**Activity:**
State how many lines in the records below include the word "suffix". Give nothing but that number.

**Supplied records:**

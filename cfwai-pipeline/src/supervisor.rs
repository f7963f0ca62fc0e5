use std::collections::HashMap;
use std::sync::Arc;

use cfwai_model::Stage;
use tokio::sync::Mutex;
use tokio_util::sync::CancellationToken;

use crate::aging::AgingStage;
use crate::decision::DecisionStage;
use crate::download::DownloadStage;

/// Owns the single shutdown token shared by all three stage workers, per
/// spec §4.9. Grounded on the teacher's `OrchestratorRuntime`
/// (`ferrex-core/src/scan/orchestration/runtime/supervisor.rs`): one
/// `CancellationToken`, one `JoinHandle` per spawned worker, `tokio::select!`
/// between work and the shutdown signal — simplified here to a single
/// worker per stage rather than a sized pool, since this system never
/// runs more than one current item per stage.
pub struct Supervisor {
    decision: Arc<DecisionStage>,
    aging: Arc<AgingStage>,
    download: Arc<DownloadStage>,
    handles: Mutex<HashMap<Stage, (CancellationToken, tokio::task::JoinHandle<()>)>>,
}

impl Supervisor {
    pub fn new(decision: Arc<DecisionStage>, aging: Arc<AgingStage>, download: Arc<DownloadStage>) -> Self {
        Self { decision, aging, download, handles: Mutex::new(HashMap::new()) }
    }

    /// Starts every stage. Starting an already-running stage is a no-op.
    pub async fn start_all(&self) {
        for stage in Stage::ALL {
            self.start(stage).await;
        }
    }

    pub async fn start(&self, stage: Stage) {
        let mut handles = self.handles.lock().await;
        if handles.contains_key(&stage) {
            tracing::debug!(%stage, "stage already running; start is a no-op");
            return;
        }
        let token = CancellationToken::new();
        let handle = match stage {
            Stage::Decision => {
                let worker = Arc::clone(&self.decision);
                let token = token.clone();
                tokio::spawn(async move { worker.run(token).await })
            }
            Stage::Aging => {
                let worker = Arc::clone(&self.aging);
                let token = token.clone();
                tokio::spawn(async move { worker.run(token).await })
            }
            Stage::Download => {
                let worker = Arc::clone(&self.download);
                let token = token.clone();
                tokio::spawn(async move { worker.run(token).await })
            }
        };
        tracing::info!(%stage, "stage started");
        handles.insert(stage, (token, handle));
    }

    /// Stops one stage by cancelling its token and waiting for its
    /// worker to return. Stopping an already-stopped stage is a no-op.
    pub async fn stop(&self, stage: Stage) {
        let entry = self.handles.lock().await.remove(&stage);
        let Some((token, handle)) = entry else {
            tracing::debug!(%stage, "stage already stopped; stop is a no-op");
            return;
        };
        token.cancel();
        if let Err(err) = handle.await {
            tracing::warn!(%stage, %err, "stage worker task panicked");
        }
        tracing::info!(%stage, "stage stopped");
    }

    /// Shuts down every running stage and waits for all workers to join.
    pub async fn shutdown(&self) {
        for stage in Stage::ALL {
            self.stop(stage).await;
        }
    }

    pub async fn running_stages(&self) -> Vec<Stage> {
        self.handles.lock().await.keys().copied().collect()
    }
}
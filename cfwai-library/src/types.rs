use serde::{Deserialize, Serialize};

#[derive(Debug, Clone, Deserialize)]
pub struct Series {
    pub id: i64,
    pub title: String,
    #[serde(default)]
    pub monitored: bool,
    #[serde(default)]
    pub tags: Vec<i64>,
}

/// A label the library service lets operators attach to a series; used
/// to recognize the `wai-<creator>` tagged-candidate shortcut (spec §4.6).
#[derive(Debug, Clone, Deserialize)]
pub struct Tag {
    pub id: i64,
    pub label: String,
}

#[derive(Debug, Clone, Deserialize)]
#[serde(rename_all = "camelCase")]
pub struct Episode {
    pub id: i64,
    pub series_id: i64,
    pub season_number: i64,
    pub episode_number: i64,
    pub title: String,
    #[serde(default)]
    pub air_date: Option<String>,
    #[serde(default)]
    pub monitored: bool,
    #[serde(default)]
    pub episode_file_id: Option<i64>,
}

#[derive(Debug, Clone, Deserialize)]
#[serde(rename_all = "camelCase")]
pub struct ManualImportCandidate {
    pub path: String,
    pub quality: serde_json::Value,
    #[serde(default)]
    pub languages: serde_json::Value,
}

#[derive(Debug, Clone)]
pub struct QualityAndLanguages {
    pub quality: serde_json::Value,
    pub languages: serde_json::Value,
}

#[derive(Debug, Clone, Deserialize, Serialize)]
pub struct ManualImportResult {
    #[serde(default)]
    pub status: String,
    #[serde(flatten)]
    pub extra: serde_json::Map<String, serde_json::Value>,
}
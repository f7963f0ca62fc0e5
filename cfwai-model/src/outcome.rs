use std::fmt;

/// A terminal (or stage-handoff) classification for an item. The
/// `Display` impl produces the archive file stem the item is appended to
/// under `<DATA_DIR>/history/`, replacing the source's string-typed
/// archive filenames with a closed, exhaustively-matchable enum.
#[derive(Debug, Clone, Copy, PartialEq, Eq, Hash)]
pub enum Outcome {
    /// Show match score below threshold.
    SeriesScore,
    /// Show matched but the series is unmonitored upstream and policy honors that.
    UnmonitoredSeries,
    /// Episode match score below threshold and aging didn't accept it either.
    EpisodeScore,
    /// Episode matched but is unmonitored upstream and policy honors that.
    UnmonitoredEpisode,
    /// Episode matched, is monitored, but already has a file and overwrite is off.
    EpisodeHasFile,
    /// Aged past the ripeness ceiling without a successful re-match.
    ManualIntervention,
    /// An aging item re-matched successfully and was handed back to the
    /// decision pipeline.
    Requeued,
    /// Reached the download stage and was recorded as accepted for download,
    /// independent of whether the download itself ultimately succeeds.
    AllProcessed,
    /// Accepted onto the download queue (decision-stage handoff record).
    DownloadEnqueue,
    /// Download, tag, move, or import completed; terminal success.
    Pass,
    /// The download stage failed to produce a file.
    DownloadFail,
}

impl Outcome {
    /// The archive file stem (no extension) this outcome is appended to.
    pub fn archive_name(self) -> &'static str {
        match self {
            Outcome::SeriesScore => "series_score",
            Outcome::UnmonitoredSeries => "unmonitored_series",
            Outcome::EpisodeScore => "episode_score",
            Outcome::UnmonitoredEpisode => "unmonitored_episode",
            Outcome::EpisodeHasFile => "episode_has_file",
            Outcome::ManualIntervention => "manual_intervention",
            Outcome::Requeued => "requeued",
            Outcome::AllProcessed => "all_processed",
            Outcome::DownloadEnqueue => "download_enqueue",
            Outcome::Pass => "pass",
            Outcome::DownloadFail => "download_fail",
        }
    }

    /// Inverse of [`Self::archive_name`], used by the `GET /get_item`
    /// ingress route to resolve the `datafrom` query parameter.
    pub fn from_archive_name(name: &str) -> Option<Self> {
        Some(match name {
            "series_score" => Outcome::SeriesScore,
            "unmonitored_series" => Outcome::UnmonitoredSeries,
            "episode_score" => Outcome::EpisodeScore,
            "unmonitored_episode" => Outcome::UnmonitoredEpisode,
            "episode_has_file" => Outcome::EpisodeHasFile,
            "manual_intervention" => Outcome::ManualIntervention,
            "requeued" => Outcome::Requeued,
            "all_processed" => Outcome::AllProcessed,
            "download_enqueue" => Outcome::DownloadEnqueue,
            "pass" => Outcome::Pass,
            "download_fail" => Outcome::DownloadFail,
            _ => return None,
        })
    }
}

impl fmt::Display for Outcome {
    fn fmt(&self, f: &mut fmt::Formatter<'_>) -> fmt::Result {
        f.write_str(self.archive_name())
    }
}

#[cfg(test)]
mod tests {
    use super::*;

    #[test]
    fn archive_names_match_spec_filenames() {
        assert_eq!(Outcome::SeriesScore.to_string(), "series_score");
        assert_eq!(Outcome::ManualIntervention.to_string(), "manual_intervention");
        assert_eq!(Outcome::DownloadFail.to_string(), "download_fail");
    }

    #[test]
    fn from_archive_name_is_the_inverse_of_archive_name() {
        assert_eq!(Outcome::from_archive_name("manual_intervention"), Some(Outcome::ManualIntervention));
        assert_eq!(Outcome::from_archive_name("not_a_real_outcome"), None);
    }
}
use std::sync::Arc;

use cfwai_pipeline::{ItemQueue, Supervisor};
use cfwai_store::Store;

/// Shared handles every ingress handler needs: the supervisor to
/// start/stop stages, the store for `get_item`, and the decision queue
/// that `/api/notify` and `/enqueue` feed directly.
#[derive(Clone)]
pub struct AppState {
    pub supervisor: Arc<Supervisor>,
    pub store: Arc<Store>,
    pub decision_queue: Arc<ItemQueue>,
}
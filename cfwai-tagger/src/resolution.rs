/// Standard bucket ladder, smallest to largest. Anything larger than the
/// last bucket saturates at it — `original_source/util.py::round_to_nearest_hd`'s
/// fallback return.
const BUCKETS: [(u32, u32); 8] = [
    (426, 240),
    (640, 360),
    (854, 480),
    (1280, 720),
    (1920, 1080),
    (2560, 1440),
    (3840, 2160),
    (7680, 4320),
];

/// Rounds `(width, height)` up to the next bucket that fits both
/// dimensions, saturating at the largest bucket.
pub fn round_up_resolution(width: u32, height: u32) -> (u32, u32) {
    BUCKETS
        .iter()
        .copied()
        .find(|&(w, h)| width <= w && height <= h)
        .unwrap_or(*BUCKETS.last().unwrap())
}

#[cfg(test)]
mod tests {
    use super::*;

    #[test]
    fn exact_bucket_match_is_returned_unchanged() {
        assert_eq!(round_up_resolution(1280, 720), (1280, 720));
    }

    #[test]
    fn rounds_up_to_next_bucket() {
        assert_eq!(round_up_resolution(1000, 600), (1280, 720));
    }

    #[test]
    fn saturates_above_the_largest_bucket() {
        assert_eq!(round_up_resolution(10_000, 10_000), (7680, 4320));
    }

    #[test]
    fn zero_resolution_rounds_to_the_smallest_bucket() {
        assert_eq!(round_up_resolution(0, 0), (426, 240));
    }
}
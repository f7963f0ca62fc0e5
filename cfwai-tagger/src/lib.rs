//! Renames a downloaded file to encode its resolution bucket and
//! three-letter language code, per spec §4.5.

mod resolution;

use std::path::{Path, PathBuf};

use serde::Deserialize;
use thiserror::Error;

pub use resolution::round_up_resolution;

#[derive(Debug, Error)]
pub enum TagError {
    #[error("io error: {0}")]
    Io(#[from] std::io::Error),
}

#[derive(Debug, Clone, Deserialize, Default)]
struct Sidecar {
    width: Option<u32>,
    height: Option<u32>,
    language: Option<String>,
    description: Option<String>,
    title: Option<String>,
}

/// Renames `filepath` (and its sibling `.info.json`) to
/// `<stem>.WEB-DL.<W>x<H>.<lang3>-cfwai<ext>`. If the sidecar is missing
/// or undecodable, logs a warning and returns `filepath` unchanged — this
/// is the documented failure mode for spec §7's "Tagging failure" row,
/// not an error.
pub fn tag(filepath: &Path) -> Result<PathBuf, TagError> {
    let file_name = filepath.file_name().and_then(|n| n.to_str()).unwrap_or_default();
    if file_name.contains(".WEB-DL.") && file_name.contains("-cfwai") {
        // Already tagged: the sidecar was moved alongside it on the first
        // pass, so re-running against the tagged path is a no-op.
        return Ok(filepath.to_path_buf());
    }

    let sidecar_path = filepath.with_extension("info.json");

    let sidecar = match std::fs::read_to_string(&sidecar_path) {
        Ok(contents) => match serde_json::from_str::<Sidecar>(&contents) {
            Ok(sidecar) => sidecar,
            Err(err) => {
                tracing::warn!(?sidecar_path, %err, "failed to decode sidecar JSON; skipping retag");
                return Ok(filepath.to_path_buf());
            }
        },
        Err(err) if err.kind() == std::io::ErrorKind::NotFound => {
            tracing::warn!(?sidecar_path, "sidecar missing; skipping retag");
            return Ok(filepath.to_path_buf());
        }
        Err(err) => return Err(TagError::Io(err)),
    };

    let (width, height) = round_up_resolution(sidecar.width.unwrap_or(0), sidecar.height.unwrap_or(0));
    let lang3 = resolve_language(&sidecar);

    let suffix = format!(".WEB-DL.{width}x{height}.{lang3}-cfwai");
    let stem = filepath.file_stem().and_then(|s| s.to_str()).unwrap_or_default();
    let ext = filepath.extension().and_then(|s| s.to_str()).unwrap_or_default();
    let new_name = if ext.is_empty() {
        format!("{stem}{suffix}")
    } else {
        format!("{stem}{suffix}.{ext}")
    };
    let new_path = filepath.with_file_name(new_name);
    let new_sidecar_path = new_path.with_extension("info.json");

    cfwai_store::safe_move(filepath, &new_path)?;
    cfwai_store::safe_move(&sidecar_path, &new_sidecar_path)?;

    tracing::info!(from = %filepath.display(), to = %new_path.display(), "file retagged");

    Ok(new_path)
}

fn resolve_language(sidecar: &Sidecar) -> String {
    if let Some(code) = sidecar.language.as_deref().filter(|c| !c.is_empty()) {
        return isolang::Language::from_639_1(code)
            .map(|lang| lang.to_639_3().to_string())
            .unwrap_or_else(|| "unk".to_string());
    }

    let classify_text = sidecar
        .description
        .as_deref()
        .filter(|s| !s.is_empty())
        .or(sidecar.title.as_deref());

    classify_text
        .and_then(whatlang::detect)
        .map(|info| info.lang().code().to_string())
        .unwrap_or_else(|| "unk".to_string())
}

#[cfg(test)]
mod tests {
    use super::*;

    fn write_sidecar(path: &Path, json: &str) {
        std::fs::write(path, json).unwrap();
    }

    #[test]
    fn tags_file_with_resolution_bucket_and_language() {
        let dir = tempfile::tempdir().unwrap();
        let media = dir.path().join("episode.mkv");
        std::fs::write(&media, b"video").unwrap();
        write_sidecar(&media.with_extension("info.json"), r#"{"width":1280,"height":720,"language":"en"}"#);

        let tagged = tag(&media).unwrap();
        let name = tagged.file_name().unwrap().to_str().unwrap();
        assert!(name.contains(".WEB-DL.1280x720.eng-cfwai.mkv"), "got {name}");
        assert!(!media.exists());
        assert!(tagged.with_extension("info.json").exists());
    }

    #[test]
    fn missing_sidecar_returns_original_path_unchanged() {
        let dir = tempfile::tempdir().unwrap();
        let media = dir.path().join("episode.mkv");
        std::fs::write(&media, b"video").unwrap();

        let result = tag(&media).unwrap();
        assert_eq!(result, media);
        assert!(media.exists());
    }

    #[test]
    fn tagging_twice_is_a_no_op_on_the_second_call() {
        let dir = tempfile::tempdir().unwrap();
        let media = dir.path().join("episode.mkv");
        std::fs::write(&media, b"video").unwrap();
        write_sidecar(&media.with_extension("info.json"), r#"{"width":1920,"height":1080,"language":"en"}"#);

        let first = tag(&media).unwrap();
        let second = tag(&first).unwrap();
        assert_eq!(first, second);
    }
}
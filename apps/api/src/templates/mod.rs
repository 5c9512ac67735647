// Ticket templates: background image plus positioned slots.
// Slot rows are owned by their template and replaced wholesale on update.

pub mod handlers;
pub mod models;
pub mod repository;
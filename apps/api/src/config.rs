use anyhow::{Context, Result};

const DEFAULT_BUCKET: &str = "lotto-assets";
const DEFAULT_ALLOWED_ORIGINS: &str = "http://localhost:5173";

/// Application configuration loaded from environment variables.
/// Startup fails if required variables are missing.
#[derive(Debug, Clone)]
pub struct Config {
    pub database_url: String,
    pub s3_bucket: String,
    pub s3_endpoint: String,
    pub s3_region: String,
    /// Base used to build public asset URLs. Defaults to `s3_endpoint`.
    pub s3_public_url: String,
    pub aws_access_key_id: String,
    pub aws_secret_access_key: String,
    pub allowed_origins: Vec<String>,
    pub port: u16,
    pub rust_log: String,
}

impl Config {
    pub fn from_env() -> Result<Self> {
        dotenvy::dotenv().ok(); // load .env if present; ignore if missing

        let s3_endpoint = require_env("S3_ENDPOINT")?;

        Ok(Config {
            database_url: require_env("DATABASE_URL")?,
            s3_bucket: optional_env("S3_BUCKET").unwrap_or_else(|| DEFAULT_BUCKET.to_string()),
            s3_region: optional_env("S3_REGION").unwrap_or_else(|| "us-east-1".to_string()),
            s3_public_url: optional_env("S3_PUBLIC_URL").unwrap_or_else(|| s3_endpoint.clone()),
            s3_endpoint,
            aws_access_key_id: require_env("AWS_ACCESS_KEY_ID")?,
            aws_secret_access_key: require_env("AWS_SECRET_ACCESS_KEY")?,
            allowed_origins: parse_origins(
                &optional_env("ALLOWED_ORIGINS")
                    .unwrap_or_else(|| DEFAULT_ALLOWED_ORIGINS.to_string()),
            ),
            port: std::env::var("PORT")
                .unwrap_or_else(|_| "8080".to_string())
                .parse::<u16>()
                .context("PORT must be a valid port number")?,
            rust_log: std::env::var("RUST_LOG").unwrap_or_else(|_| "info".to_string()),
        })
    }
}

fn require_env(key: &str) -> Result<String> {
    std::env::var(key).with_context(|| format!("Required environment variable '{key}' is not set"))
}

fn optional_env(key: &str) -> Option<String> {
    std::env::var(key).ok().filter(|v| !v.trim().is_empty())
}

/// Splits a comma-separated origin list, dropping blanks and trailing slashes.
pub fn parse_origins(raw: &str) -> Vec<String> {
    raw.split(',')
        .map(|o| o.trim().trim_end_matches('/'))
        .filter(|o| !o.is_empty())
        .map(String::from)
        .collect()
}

**Reply:**
3